## What to work on
Where a line of the following data contains the string "JOIN", include it in the tally. Report the total alone.

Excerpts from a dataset
● ● ● ● ●

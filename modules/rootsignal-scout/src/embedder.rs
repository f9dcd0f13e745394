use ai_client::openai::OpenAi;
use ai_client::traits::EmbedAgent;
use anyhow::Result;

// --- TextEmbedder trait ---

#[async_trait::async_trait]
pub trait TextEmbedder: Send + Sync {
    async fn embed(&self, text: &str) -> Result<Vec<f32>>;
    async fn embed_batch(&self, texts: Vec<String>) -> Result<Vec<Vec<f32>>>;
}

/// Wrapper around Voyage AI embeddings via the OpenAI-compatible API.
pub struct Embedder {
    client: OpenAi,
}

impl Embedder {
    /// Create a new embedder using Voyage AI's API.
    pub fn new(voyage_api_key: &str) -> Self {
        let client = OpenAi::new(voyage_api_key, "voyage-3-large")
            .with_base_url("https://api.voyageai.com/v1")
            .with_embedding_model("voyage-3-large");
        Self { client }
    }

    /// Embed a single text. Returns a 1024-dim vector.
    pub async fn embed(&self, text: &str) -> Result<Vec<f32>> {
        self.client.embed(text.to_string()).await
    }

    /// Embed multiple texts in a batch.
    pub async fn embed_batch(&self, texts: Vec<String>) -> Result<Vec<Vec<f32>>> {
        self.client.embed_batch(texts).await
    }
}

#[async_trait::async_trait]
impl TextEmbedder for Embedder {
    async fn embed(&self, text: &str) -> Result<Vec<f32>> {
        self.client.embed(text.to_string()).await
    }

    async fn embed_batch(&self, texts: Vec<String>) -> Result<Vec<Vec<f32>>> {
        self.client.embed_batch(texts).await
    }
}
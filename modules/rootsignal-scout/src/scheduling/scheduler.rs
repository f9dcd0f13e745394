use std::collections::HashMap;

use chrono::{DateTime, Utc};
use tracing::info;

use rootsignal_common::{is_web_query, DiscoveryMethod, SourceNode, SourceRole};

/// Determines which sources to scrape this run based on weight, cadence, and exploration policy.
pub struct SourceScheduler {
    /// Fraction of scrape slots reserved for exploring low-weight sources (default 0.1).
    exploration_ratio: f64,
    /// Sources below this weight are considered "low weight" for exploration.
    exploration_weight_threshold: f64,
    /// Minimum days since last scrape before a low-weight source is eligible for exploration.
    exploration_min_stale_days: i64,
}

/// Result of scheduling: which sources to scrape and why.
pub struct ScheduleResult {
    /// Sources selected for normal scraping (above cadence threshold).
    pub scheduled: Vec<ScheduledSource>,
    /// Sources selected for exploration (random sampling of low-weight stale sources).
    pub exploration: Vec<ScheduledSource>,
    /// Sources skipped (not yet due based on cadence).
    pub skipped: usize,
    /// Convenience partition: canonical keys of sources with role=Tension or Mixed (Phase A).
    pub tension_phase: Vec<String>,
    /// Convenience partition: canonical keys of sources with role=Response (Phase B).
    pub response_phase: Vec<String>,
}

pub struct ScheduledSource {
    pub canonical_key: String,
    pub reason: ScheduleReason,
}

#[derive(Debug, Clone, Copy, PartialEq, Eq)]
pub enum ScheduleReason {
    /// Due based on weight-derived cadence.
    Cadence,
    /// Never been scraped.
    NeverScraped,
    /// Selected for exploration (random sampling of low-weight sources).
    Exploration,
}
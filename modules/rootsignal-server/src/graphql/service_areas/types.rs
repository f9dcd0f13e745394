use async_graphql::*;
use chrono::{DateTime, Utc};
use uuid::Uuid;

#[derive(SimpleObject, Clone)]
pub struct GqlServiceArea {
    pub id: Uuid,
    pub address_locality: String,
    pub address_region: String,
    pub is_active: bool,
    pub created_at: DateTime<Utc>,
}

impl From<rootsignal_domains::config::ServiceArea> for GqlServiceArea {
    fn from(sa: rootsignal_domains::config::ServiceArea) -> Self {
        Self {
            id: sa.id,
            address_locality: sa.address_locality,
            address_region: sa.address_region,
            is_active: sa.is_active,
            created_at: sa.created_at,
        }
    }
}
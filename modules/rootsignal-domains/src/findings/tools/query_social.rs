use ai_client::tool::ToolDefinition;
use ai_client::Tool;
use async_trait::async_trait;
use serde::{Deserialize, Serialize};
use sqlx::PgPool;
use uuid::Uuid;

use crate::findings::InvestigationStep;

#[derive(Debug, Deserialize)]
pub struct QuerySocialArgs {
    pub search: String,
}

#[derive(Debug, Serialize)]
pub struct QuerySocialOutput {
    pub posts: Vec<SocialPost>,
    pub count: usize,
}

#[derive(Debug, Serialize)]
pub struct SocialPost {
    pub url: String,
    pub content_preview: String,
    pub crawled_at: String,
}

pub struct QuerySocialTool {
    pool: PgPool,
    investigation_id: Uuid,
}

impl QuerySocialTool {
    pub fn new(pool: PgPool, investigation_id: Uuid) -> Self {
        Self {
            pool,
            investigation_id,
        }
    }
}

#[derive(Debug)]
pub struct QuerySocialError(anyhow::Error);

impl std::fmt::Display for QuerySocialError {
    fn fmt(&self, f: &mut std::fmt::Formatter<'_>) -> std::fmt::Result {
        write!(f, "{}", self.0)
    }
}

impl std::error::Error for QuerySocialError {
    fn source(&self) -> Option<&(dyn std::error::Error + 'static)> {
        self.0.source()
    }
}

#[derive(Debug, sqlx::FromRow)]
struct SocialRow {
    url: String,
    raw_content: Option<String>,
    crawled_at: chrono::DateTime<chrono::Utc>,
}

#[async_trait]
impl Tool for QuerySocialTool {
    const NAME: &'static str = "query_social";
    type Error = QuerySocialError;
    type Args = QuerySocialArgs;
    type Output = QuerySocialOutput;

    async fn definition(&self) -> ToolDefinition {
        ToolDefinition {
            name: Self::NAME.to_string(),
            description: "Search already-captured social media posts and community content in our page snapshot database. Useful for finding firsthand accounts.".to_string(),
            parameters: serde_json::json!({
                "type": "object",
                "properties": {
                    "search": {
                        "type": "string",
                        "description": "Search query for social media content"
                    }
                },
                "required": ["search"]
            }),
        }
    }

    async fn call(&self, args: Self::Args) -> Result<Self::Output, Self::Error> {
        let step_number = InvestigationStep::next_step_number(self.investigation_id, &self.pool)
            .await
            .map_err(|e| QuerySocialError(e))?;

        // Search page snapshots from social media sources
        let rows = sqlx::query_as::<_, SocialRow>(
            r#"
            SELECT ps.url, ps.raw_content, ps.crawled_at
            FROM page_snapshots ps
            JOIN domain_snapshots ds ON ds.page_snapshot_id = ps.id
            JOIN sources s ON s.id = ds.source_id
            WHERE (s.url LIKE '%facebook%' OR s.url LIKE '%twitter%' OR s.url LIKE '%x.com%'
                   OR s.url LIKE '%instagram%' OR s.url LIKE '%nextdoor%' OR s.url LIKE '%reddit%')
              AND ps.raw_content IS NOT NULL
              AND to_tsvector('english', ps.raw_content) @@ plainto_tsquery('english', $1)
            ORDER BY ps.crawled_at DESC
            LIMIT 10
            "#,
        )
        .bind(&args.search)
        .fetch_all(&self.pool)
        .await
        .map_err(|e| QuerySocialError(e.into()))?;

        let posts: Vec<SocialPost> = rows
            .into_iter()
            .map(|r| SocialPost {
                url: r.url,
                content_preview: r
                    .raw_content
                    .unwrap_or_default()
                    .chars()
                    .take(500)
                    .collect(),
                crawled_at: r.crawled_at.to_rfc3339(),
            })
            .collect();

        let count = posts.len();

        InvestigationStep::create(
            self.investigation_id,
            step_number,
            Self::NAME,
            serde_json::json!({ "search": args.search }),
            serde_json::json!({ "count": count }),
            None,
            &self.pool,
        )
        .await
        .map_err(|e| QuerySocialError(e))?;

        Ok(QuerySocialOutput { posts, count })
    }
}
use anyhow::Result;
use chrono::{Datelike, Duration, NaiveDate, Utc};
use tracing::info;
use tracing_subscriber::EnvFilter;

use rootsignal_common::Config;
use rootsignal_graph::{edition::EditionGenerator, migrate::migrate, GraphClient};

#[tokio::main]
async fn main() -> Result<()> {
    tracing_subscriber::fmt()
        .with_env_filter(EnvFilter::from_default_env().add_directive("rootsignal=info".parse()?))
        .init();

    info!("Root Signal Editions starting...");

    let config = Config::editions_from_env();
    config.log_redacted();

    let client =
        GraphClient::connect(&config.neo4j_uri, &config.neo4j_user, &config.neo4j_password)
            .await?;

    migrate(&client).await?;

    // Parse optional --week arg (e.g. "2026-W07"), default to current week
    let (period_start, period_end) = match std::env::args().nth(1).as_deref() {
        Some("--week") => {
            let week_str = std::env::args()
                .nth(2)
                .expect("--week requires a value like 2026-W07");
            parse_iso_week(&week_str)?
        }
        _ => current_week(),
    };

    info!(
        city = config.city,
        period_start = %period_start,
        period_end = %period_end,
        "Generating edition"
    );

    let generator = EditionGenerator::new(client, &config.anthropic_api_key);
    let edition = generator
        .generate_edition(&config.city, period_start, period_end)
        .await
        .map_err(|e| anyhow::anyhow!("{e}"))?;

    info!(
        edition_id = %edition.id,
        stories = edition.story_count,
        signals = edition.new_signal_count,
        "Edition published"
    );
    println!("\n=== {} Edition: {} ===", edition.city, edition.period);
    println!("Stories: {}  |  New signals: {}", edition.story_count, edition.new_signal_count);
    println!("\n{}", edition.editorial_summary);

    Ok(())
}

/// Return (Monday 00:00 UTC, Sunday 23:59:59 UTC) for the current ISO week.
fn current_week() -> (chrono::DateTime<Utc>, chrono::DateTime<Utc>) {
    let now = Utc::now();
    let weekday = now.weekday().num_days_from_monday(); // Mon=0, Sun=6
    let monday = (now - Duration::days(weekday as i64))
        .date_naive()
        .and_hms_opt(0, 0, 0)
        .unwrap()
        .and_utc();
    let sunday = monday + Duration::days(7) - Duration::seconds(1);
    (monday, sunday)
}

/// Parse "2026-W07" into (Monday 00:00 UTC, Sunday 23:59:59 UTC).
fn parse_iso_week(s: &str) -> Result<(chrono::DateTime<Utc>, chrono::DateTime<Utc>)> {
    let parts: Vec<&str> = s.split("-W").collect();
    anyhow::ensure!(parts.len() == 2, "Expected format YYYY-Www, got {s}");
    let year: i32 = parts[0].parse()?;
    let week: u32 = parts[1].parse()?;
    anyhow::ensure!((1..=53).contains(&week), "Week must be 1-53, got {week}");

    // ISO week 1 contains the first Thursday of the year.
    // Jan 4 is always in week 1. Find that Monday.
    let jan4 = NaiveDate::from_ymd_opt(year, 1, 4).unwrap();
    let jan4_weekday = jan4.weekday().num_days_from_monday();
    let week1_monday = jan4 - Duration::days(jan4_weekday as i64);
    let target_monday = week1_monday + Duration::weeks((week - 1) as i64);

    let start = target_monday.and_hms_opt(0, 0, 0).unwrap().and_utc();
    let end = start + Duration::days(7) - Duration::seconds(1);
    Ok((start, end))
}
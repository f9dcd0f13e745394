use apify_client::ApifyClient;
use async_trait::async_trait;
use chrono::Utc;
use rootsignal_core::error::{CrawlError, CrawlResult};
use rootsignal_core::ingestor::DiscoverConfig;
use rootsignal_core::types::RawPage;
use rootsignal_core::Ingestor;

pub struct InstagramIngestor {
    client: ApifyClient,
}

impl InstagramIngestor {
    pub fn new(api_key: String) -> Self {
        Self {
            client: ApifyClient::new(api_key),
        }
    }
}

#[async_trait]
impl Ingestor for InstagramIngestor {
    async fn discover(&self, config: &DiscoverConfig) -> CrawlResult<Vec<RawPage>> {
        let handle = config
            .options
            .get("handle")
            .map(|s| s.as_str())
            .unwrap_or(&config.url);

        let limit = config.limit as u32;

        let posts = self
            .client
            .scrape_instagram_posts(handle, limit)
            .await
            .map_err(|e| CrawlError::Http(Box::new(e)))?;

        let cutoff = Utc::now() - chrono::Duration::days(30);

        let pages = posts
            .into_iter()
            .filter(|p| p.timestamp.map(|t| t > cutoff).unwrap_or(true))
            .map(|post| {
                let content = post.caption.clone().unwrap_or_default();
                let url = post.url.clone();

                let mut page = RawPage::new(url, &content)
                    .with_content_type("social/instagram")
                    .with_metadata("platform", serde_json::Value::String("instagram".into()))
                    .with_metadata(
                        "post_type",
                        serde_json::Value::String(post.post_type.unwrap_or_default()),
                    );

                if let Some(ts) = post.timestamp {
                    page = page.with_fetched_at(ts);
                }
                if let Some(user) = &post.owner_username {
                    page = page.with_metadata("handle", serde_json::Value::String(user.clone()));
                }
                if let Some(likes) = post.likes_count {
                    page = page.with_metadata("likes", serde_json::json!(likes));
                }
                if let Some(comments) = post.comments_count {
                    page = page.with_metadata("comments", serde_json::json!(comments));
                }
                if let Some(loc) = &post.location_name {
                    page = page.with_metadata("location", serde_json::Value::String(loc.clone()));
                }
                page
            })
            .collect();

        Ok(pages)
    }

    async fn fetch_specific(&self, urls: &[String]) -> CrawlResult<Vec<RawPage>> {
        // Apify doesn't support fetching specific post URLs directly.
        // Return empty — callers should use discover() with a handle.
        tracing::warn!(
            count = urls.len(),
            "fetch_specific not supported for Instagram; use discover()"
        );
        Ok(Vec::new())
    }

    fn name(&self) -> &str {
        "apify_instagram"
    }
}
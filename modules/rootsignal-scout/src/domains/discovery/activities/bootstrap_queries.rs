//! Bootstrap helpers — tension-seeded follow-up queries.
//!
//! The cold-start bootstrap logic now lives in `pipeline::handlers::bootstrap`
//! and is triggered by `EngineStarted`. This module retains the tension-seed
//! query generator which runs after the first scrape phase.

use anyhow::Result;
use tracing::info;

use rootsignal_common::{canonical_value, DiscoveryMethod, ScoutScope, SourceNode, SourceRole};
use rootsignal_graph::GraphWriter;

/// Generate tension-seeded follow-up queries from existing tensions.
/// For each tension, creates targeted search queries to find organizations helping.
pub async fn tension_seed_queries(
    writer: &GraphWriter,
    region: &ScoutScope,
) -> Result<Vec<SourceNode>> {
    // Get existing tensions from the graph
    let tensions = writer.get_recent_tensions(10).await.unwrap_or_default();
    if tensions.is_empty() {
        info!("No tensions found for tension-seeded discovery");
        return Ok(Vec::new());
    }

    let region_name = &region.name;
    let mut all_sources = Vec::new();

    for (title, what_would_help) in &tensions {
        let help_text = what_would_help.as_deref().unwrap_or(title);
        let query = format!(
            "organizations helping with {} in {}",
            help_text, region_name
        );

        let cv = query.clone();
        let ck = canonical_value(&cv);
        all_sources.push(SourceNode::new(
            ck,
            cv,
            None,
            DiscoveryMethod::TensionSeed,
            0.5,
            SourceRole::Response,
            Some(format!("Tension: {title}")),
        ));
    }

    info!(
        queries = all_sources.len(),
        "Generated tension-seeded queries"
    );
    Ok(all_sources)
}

● ● ● ● ●

## Exercise result
2